# Data Science Project: Planning Stage (Individual)
**Course: DSCI 100-008**  
**Student: Roger Zane (42644237)**


In [None]:
library(tidyverse)

players  <- read_csv("https://raw.githubusercontent.com/rogerzch/dsci100-planning/main/players.csv")
sessions <- read_csv("https://raw.githubusercontent.com/rogerzch/dsci100-planning/main/sessions.csv")


In [None]:
players
sessions

## 1. Data Description

The `players.csv` dataset contains 196 unique players and 7 variables:
- the player’s name (`name`)
- game experience (`experience`)
- subscription status to the newsletter (`subscribe`, TRUE/FALSE)
- the player’s hashed email (`hashedEmail`)
- total hours the player has spent on the server (`played_hours`, numeric)
- the player’s age in years (`Age`, numeric)
- the player’s gender (`gender`)

The `sessions.csv` dataset contains 1,535 play sessions and 5 variables:
- the player’s hashed email (`hashedEmail`)
- login time of the session (`start_time`)
- logout time of the session (`end_time`)
- original record for the session start (`original_start_time`)
- original record for the session end (`original_end_time`)

These data were collected from the PLAICraft Minecraft research server: player characteristics were self-reported, and each login–logout event was automatically logged by the server as a play session.  

There are some data quality issues to consider. First, some variables contain missing values (for example `Age`). Second, many players have `played_hours` equal to zero, which may correspond to people who signed up but barely played.   

These issues could bias estimates of player behaviour and peak usage, and may lead to misleading conclusions in the later prediction stage.

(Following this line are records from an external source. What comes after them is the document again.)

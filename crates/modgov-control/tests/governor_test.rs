// Copyright 2025 eraflo
//
// Licensed under the Apache License, Version 2.0 (the "License");
// you may not use this file except in compliance with the License.
// You may obtain a copy of the License at
//
//     http://www.apache.org/licenses/LICENSE-2.0
//
// Unless required by applicable law or agreed to in writing, software
// distributed under the License is distributed on an "AS IS" BASIS,
// WITHOUT WARRANTIES OR CONDITIONS OF ANY KIND, either express or implied.
// See the License for the specific language governing permissions and
// limitations under the License.

use approx::assert_relative_eq;
use modgov_control::{
    Collaborators, Governor, GovernorConfig, GovernorTask, HealingActionType, HealthState,
    LifecycleOp, ManualScheduler, Severity, StaticModuleRegistry,
};
use modgov_core::config::InMemoryConfigStore;
use modgov_core::{
    Clock, ConfigStore, ManualClock, MetricSource, ModuleCategory, ModuleId, ModuleRegistry,
    ModuleStats, ServerSnapshot, TaskScheduler,
};
use modgov_telemetry::ModuleStatsRecorder;
use std::sync::{Arc, Mutex};
use std::time::Duration;

// --- TEST HOST ---

/// Server readings are scripted; module statistics come from a recorder.
struct ScriptedSource {
    clock: ManualClock,
    recorder: Arc<ModuleStatsRecorder>,
    cpu_load: Mutex<f64>,
    tick_rate: Mutex<f64>,
}

impl MetricSource for ScriptedSource {
    fn snapshot(&self) -> anyhow::Result<ServerSnapshot> {
        Ok(ServerSnapshot {
            cpu_load: *self.cpu_load.lock().unwrap(),
            used_memory: 2 << 30,
            max_memory: 8 << 30,
            thread_count: 24,
            external_load_proxy: 3.0,
            tick_rate: *self.tick_rate.lock().unwrap(),
            timestamp: self.clock.now(),
        })
    }

    fn module_stats(&self, module: &ModuleId) -> anyhow::Result<ModuleStats> {
        Ok(self.recorder.stats(module))
    }
}

struct Host {
    governor: Governor,
    scheduler: Arc<ManualScheduler>,
    source: Arc<ScriptedSource>,
    recorder: Arc<ModuleStatsRecorder>,
    registry: Arc<StaticModuleRegistry>,
}

fn host(config: GovernorConfig) -> Host {
    let clock = ManualClock::new();
    let scheduler = Arc::new(ManualScheduler::new(clock.clone()));
    let recorder = Arc::new(ModuleStatsRecorder::new());
    let source = Arc::new(ScriptedSource {
        clock: clock.clone(),
        recorder: Arc::clone(&recorder),
        cpu_load: Mutex::new(0.2),
        tick_rate: Mutex::new(20.0),
    });

    let hook_recorder = Arc::clone(&recorder);
    let registry = Arc::new(StaticModuleRegistry::new().with_lifecycle_hook(move |id, op| {
        if op == LifecycleOp::Reset {
            hook_recorder.reset(id);
        }
        Ok(())
    }));

    let collaborators = Collaborators::new(
        Arc::clone(&source) as Arc<dyn MetricSource>,
        Arc::clone(&registry) as Arc<dyn ModuleRegistry>,
        Arc::new(InMemoryConfigStore::new()) as Arc<dyn ConfigStore>,
    )
    .with_scheduler(Arc::clone(&scheduler) as Arc<dyn TaskScheduler>)
    .with_clock(Arc::new(clock));

    Host {
        governor: Governor::new(config, collaborators).expect("valid configuration"),
        scheduler,
        source,
        recorder,
        registry,
    }
}

fn config() -> GovernorConfig {
    GovernorConfig {
        total_threads: Some(8),
        ..Default::default()
    }
}

fn data_points(governor: &Governor, module: &str) -> usize {
    governor
        .profile_summary(&ModuleId::from(module))
        .map(|s| s.data_points)
        .unwrap_or(0)
}

// --- LIFECYCLE ---

#[test]
fn test_stop_twice_then_restart_resumes_scheduling() {
    let h = host(config());
    h.registry.register("chat", ModuleCategory::General);
    h.recorder.record_call(&ModuleId::from("chat"), "send", 4.0);

    h.governor.start();
    h.scheduler.advance(Duration::from_secs(60));
    assert_eq!(data_points(&h.governor, "chat"), 1);

    h.governor.stop().unwrap();
    h.governor.stop().unwrap();
    h.scheduler.advance(Duration::from_secs(600));
    assert_eq!(data_points(&h.governor, "chat"), 1, "stopped governor must not collect");

    h.governor.start();
    h.scheduler.advance(Duration::from_secs(60));
    assert_eq!(data_points(&h.governor, "chat"), 2);
    assert!(h.governor.is_running());
}

#[test]
fn test_governor_with_worker_scheduler_stops_cleanly() {
    let registry = Arc::new(StaticModuleRegistry::new());
    let recorder = Arc::new(ModuleStatsRecorder::new());
    let clock = ManualClock::new();
    let source = Arc::new(ScriptedSource {
        clock,
        recorder,
        cpu_load: Mutex::new(0.5),
        tick_rate: Mutex::new(20.0),
    });
    let governor = Governor::new(
        GovernorConfig {
            monitoring_interval_secs: 1,
            ..config()
        },
        Collaborators::new(
            source as Arc<dyn MetricSource>,
            registry as Arc<dyn ModuleRegistry>,
            Arc::new(InMemoryConfigStore::new()) as Arc<dyn ConfigStore>,
        ),
    )
    .unwrap();

    governor.start();
    std::thread::sleep(Duration::from_millis(50));
    governor.stop().unwrap();
    assert!(!governor.is_running());
}

// --- SELF-HEALING ---

#[test]
fn test_erroring_module_is_reset_and_recovers() {
    let h = host(config());
    h.registry.register("economy", ModuleCategory::Database);
    let id = ModuleId::from("economy");
    h.recorder.record_call(&id, "pay", 12.0);
    h.recorder.record_error(&id);

    h.governor.run_cycle(GovernorTask::HealthCheck);
    let status = h.governor.health_status(&id);
    assert_eq!(status.state, HealthState::Unhealthy);
    assert_eq!(h.registry.lifecycle_log(), vec![(id.clone(), LifecycleOp::Reset)]);

    let history = h.governor.healing_history(&id);
    assert_eq!(history.len(), 1);
    assert_eq!(history[0].action_type, HealingActionType::ResetModule);
    assert!(history[0].executed);

    // The reset cleared the recorded error.
    h.governor.run_cycle(GovernorTask::HealthCheck);
    assert!(h.governor.health_status(&id).is_healthy());
}

#[test]
fn test_healing_events_reach_listeners_and_stream() {
    let h = host(config());
    let events = h.governor.events();
    let seen = Arc::new(Mutex::new(Vec::new()));
    let seen_clone = Arc::clone(&seen);
    h.governor
        .on_healing_action(move |a| seen_clone.lock().unwrap().push(a.action_type));

    h.registry.register("maps", ModuleCategory::Ui);
    let id = ModuleId::from("maps");
    h.recorder.set_resource_usage(&id, 0.1, 300 * 1024 * 1024);
    h.governor.run_cycle(GovernorTask::HealthCheck);

    assert_eq!(*seen.lock().unwrap(), vec![HealingActionType::ClearCaches]);
    assert_eq!(events.try_iter().count(), 1);
    assert_eq!(
        h.registry.lifecycle_log(),
        vec![(id, LifecycleOp::ClearCaches)]
    );
}

// --- PREDICTION ---

#[test]
fn test_falling_tps_predicts_critical_degradation() {
    let h = host(config());
    h.governor.start();

    // One collection per minute, TPS falling 0.15 per minute from 19.0.
    for minute in 0..12 {
        *h.source.tick_rate.lock().unwrap() = 19.0 - 0.15 * minute as f64;
        h.scheduler.advance(Duration::from_secs(60));
    }

    let issues = h.governor.recent_predicted_issues(Duration::from_secs(3600));
    let tps: Vec<_> = issues
        .iter()
        .filter(|i| i.title == "Server TPS degradation predicted")
        .collect();
    assert_eq!(tps.len(), 1, "TPS issue must be reported once");
    assert_eq!(tps[0].severity, Severity::Critical);
    assert_relative_eq!(
        tps[0].lead_time().as_secs_f64() / 60.0,
        50.0,
        epsilon = 1e-6
    );
}

#[test]
fn test_prediction_disabled_reports_nothing() {
    let h = host(GovernorConfig {
        enable_predictive_scaling: false,
        ..config()
    });
    for minute in 0..15 {
        *h.source.tick_rate.lock().unwrap() = 19.0 - 0.15 * minute as f64;
        h.governor.run_cycle(GovernorTask::Collection);
        h.scheduler.advance(Duration::from_secs(60));
    }
    assert!(h
        .governor
        .recent_predicted_issues(Duration::from_secs(3600))
        .is_empty());
}

// --- LOAD BALANCING ---

#[test]
fn test_balancing_weights_categories() {
    let h = host(config());
    h.registry.register("db", ModuleCategory::Database);
    h.registry.register("backup", ModuleCategory::Backup);
    for module in ["db", "backup"] {
        let id = ModuleId::from(module);
        h.recorder.record_call(&id, "run", 10.0);
        h.recorder.set_resource_usage(&id, 0.2, 1024);
    }
    h.governor.run_cycle(GovernorTask::Collection);
    h.governor.run_cycle(GovernorTask::LoadBalancing);

    let db = h.governor.thread_allocation(&ModuleId::from("db")).unwrap();
    let backup = h.governor.thread_allocation(&ModuleId::from("backup")).unwrap();
    // Scores 1.5 : 0.8 over 8 threads.
    assert_eq!(db.allocated_threads, 5);
    assert_eq!(backup.allocated_threads, 3);
    assert_eq!(db.max_concurrent_tasks, 10);
    assert_eq!(backup.max_concurrent_tasks, 6);
}
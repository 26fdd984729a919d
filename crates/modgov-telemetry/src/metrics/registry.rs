// Copyright 2025 eraflo
//
// Licensed under the Apache License, Version 2.0 (the "License");
// you may not use this file except in compliance with the License.
// You may obtain a copy of the License at
//
//     http://www.apache.org/licenses/LICENSE-2.0
//
// Unless required by applicable law or agreed to in writing, software
// distributed under the License is distributed on an "AS IS" BASIS,
// WITHOUT WARRANTIES OR CONDITIONS OF ANY KIND, either express or implied.
// See the License for the specific language governing permissions and
// limitations under the License.

//! Registry for managing metrics.

use super::metric::{Metric, MetricSummary};
use modgov_core::telemetry::{MetricKind, MetricsError, MetricsResult};
use std::collections::HashMap;
use std::sync::{Arc, Mutex, PoisonError, RwLock};

type SharedMetric = Arc<Mutex<Metric>>;

/// Central registry of named metrics.
///
/// The map is only write-locked when a new metric is created. Recording into
/// an existing metric takes the read lock and that metric's own mutex, so
/// writers to different metrics do not contend.
#[derive(Debug, Default, Clone)]
pub struct MetricsRegistry {
    metrics: Arc<RwLock<HashMap<String, SharedMetric>>>,
}

impl MetricsRegistry {
    /// Creates an empty registry.
    pub fn new() -> Self {
        Self::default()
    }

    /// Registers (or looks up) a counter.
    pub fn counter(&self, name: &str) -> MetricsResult<CounterHandle> {
        self.entry(name, MetricKind::Counter).map(CounterHandle)
    }

    /// Registers (or looks up) a gauge.
    pub fn gauge(&self, name: &str) -> MetricsResult<GaugeHandle> {
        self.entry(name, MetricKind::Gauge).map(GaugeHandle)
    }

    /// Registers (or looks up) a timer.
    pub fn timer(&self, name: &str) -> MetricsResult<TimerHandle> {
        self.entry(name, MetricKind::Timer).map(TimerHandle)
    }

    /// Adds `delta` to the counter `name`, creating it if needed.
    pub fn record_counter(&self, name: &str, delta: f64) -> MetricsResult<()> {
        self.counter(name)?.increment_by(delta)
    }

    /// Sets the gauge `name`, creating it if needed.
    pub fn set_gauge(&self, name: &str, value: f64) -> MetricsResult<()> {
        self.gauge(name)?.set(value)
    }

    /// Records a duration into the timer `name`, creating it if needed.
    pub fn record_timer(&self, name: &str, millis: f64) -> MetricsResult<()> {
        self.timer(name)?.record(millis)
    }

    /// Returns a copy of the metric `name`.
    pub fn get(&self, name: &str) -> MetricsResult<Metric> {
        let metrics = self.metrics.read().unwrap_or_else(PoisonError::into_inner);
        metrics
            .get(name)
            .map(|m| m.lock().unwrap_or_else(PoisonError::into_inner).clone())
            .ok_or_else(|| MetricsError::MetricNotFound(name.to_owned()))
    }

    /// Current value of the metric `name`.
    pub fn value(&self, name: &str) -> MetricsResult<f64> {
        self.get(name).map(|m| m.value())
    }

    /// Check if a metric exists.
    pub fn contains(&self, name: &str) -> bool {
        self.metrics
            .read()
            .unwrap_or_else(PoisonError::into_inner)
            .contains_key(name)
    }

    /// Copies of all metrics, sorted by name.
    pub fn snapshot(&self) -> Vec<Metric> {
        let shared: Vec<SharedMetric> = self
            .metrics
            .read()
            .unwrap_or_else(PoisonError::into_inner)
            .values()
            .cloned()
            .collect();
        let mut metrics: Vec<Metric> = shared
            .iter()
            .map(|m| m.lock().unwrap_or_else(PoisonError::into_inner).clone())
            .collect();
        metrics.sort_by(|a, b| a.name().cmp(b.name()));
        metrics
    }

    /// Summaries of all metrics as a JSON array, sorted by name.
    pub fn to_json(&self) -> serde_json::Result<String> {
        let summaries: Vec<MetricSummary> = self.snapshot().iter().map(Metric::summary).collect();
        serde_json::to_string(&summaries)
    }

    /// Get the total number of metrics.
    pub fn metric_count(&self) -> usize {
        self.metrics
            .read()
            .unwrap_or_else(PoisonError::into_inner)
            .len()
    }

    /// Clear all metrics.
    pub fn clear_all(&self) {
        self.metrics
            .write()
            .unwrap_or_else(PoisonError::into_inner)
            .clear();
    }

    fn entry(&self, name: &str, kind: MetricKind) -> MetricsResult<SharedMetric> {
        let existing = self
            .metrics
            .read()
            .unwrap_or_else(PoisonError::into_inner)
            .get(name)
            .cloned();
        let metric = match existing {
            Some(metric) => metric,
            None => {
                let mut metrics = self.metrics.write().unwrap_or_else(PoisonError::into_inner);
                Arc::clone(metrics.entry(name.to_owned()).or_insert_with(|| {
                    log::trace!("Metrics: registered {kind:?} '{name}'.");
                    Arc::new(Mutex::new(Metric::new(name, kind)))
                }))
            }
        };

        let found = metric.lock().unwrap_or_else(PoisonError::into_inner).kind();
        if found != kind {
            return Err(MetricsError::TypeMismatch {
                name: name.to_owned(),
                expected: kind,
                found,
            });
        }
        Ok(metric)
    }
}

fn record(metric: &SharedMetric, sample: f64) -> MetricsResult<()> {
    metric
        .lock()
        .unwrap_or_else(PoisonError::into_inner)
        .record(sample)
}

fn current(metric: &SharedMetric) -> f64 {
    metric.lock().unwrap_or_else(PoisonError::into_inner).value()
}

/// Handle for efficient counter operations.
#[derive(Debug, Clone)]
pub struct CounterHandle(SharedMetric);

impl CounterHandle {
    /// Increment the counter by 1.
    pub fn increment(&self) -> MetricsResult<()> {
        self.increment_by(1.0)
    }

    /// Increment the counter by a non-negative amount.
    pub fn increment_by(&self, amount: f64) -> MetricsResult<()> {
        if amount < 0.0 {
            return Err(MetricsError::InvalidValue(format!(
                "counter increment must be non-negative, got {amount}"
            )));
        }
        record(&self.0, amount)
    }

    /// Get the current counter value.
    pub fn get(&self) -> f64 {
        current(&self.0)
    }
}

/// Handle for efficient gauge operations.
#[derive(Debug, Clone)]
pub struct GaugeHandle(SharedMetric);

impl GaugeHandle {
    /// Set the gauge to a specific value.
    pub fn set(&self, value: f64) -> MetricsResult<()> {
        record(&self.0, value)
    }

    /// Get the current gauge value.
    pub fn get(&self) -> f64 {
        current(&self.0)
    }
}

/// Handle for recording durations.
#[derive(Debug, Clone)]
pub struct TimerHandle(SharedMetric);

impl TimerHandle {
    /// Record a duration in milliseconds.
    pub fn record(&self, millis: f64) -> MetricsResult<()> {
        record(&self.0, millis)
    }

    /// The last recorded duration.
    pub fn last(&self) -> f64 {
        current(&self.0)
    }

    /// Copy of the underlying metric (for analysis).
    pub fn metric(&self) -> Metric {
        self.0.lock().unwrap_or_else(PoisonError::into_inner).clone()
    }
}
//! Shared API types for the xharvest backend.
//!
//! This crate is the single source of truth for every request/response body
//! the controller exchanges with the backend over HTTP: the lifecycle
//! endpoints (existing-file checks and prepare operations), the scheduler
//! endpoints (start/continue/cancel and the polled state snapshot), the
//! read-only settings endpoint, and the open-folder helper. Error bodies
//! carry a `detail` string; the client treats anything else as raw text.

use serde::{Deserialize, Serialize};

pub use xharvest_core::{AccountConfig, RowStats, TaskStatus};

// ─── Lifecycle ───────────────────────────────────────────────────────────────

/// How existing on-disk files are handled when starting a fresh task.
#[derive(Debug, Clone, Copy, PartialEq, Eq, Serialize, Deserialize)]
#[serde(rename_all = "snake_case")]
pub enum StartMode {
    /// Delete everything and start over.
    Delete,
    /// Keep existing files; the new run replaces duplicates by content hash.
    IgnoreReplace,
    /// Archive existing files to a zip, then start fresh.
    Pack,
}

/// How files downloaded so far are handled when cancelling a running task.
#[derive(Debug, Clone, Copy, PartialEq, Eq, Serialize, Deserialize)]
#[serde(rename_all = "snake_case")]
pub enum CancelMode {
    Keep,
    Delete,
}

/// Response of `GET /api/lifecycle/check/{handle}`.
#[derive(Debug, Clone, PartialEq, Eq, Serialize, Deserialize)]
pub struct ExistingFilesResponse {
    pub handle: String,
    pub has_files: bool,
    pub image_count: u64,
    pub video_count: u64,
    pub total_count: u64,
}

/// Body of `POST /api/lifecycle/prepare-start`.
#[derive(Debug, Clone, Serialize, Deserialize)]
pub struct PrepareStartRequest {
    pub handle: String,
    pub mode: StartMode,
}

#[derive(Debug, Clone, Serialize, Deserialize)]
pub struct PrepareStartResponse {
    pub success: bool,
    pub mode: StartMode,
    #[serde(default)]
    pub files_deleted: u64,
    #[serde(default)]
    pub files_archived: u64,
    #[serde(default)]
    pub archive_path: Option<String>,
    #[serde(default)]
    pub error: Option<String>,
}

/// Body of `POST /api/lifecycle/prepare-cancel`.
#[derive(Debug, Clone, Serialize, Deserialize)]
pub struct PrepareCancelRequest {
    pub handle: String,
    pub mode: CancelMode,
}

#[derive(Debug, Clone, Serialize, Deserialize)]
pub struct PrepareCancelResponse {
    pub success: bool,
    pub mode: CancelMode,
    #[serde(default)]
    pub files_deleted: u64,
    #[serde(default)]
    pub error: Option<String>,
}

// ─── Scheduler ───────────────────────────────────────────────────────────────

/// Body of `POST /api/scheduler/start` and `/api/scheduler/continue`.
///
/// `start_mode` is present only when the user chose how to handle existing
/// files; a start with no prior artifacts omits it.
#[derive(Debug, Clone, Serialize, Deserialize)]
pub struct RunRequest {
    pub handle: String,
    pub account_config: AccountConfig,
    #[serde(default, skip_serializing_if = "Option::is_none")]
    pub start_mode: Option<StartMode>,
}

/// Body of `POST /api/scheduler/cancel`.
#[derive(Debug, Clone, Serialize, Deserialize)]
pub struct CancelRequest {
    pub handle: String,
}

/// One handle's authoritative task state as reported by the scheduler.
///
/// Returned by every scheduler mutation and, in bulk, by the polled state
/// snapshot. The stat fields ride flattened beside the status so older
/// backends that omit them still deserialize to zeroes.
#[derive(Debug, Clone, PartialEq, Serialize, Deserialize)]
pub struct HandleState {
    pub handle: String,
    pub status: TaskStatus,
    #[serde(default)]
    pub run_id: Option<String>,
    #[serde(default)]
    pub queued_position: Option<u32>,
    #[serde(flatten)]
    pub stats: RowStats,
}

/// Response of `GET /api/scheduler/state`, polled by the reconciliation
/// loop.
#[derive(Debug, Clone, PartialEq, Serialize, Deserialize)]
pub struct SchedulerSnapshot {
    pub max_concurrent: u32,
    pub running_count: u32,
    pub queued_count: u32,
    pub handles: Vec<HandleState>,
}

// ─── Settings ────────────────────────────────────────────────────────────────

/// Which credential parts are set; secrets themselves are never returned.
#[derive(Debug, Clone, Default, PartialEq, Eq, Serialize, Deserialize)]
pub struct CredentialsStatus {
    pub configured: bool,
    #[serde(default)]
    pub auth_token_set: bool,
    #[serde(default)]
    pub ct0_set: bool,
    #[serde(default)]
    pub twid_set: bool,
}

/// Response of `GET /api/settings`, consumed read-only for gating and the
/// downloads-folder path.
#[derive(Debug, Clone, Default, PartialEq, Serialize, Deserialize)]
pub struct SettingsResponse {
    pub credentials: CredentialsStatus,
    #[serde(default)]
    pub download_root: String,
    #[serde(default)]
    pub max_concurrent: u32,
}

// ─── Os ──────────────────────────────────────────────────────────────────────

/// Body of `POST /api/os/open-folder`.
#[derive(Debug, Clone, Serialize, Deserialize)]
pub struct OpenFolderRequest {
    pub path: String,
}

#[derive(Debug, Clone, Serialize, Deserialize)]
pub struct OpenFolderResponse {
    pub success: bool,
    pub opened_path: String,
}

## 2. Broad & Specific question

I focus on the demand forecasting question: which time windows are most likely to have large numbers of simultaneous players, so that the research team can ensure adequate server capacity and licenses.

My specific question is: Can the hour of day (explanatory variable) be used to predict the average number of concurrent players on the server (response variable) in a given one-hour window?

Specifically, I will use the `sessions.csv` dataset and convert the `start_time` and `end_time` variables to date–time objects, extract the date and hour of day, and then count how many distinct `hashedEmail` values are online in each hour.

## 3. Exploratory Data Analysis and Visualization


In [None]:
players_mean_played <- players |>
  summarize(mean_played_hours = mean(played_hours, na.rm = TRUE))

players_mean_age <- players |>
  summarize(mean_Age = mean(Age, na.rm = TRUE))

players_means <- players_mean_played |>
  bind_cols(players_mean_age)

players_means

The table above reports the mean value of each quantitative variable in the `players.csv` dataset.